**** TASK MATERIAL

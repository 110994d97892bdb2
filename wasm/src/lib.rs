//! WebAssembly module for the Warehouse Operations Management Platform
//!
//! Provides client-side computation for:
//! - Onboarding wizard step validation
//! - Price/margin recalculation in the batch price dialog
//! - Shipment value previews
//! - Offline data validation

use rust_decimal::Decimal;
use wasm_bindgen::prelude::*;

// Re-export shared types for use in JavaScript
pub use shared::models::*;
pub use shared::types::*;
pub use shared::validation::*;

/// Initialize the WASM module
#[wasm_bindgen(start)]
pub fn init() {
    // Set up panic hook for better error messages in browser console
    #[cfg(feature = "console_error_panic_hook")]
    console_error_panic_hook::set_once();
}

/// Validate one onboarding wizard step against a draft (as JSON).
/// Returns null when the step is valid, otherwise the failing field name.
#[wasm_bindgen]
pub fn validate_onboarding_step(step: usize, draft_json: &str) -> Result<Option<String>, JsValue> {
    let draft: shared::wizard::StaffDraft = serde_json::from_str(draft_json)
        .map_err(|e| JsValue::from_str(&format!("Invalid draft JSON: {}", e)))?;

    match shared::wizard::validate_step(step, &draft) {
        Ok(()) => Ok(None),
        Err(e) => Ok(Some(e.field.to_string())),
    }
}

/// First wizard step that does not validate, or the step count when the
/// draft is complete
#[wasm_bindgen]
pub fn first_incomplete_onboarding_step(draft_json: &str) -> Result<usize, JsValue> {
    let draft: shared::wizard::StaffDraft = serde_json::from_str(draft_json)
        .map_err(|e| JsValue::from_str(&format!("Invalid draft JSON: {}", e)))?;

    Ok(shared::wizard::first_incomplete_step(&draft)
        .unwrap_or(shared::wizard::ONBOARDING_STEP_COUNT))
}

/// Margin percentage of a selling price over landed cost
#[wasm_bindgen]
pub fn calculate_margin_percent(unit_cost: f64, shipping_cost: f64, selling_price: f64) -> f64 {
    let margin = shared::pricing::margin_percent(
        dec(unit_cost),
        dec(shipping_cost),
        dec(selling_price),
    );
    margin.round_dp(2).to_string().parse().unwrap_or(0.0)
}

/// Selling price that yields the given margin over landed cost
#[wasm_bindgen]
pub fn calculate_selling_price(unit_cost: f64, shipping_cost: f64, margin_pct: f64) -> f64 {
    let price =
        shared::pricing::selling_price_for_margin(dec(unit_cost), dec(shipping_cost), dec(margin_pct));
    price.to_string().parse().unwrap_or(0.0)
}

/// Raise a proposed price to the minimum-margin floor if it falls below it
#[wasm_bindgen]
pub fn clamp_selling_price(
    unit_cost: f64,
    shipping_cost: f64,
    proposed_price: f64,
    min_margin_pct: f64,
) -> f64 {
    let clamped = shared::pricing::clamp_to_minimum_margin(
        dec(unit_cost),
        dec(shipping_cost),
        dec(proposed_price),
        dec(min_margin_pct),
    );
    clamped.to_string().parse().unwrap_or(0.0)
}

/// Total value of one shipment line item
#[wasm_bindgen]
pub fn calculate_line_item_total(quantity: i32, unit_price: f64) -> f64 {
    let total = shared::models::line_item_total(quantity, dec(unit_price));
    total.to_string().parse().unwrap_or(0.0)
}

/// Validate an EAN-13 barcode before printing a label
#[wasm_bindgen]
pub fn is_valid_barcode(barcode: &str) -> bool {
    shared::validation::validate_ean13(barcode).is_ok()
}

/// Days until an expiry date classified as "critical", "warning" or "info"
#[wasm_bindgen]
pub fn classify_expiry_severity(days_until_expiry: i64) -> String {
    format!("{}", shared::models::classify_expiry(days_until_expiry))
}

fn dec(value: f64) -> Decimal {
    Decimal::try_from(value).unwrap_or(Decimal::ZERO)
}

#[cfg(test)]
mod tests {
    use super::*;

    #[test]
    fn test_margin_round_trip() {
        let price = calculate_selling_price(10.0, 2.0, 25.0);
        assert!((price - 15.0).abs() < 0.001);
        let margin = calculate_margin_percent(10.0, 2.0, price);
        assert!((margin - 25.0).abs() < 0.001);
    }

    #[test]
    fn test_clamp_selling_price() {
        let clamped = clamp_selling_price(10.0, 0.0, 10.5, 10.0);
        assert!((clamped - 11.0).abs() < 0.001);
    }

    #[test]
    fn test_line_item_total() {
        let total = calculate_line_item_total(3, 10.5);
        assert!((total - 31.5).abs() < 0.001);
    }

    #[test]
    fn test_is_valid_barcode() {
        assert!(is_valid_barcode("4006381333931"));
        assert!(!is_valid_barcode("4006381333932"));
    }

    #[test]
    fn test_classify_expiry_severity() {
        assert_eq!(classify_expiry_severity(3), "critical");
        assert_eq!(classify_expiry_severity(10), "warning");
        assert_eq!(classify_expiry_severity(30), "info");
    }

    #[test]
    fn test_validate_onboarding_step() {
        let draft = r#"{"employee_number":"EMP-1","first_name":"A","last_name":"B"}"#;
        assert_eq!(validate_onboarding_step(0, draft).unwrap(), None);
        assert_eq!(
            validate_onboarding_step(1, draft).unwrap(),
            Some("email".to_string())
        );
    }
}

********

WHAT NEEDS TO BE DONE => Starting at the first line of the entries above, please extract each line up to and including the line with "pub use shared::validation::*;", unchanged, and add nothing.

WRITTEN REPLY =>
repository 110994d97892bdb2
filename wasm/src/lib.rs
//! WebAssembly module for the Warehouse Operations Management Platform
//!
//! Provides client-side computation for:
//! - Onboarding wizard step validation
//! - Price/margin recalculation in the batch price dialog
//! - Shipment value previews
//! - Offline data validation

use rust_decimal::Decimal;
use wasm_bindgen::prelude::*;

// Re-export shared types for use in JavaScript
pub use shared::models::*;
pub use shared::types::*;
pub use shared::validation::*;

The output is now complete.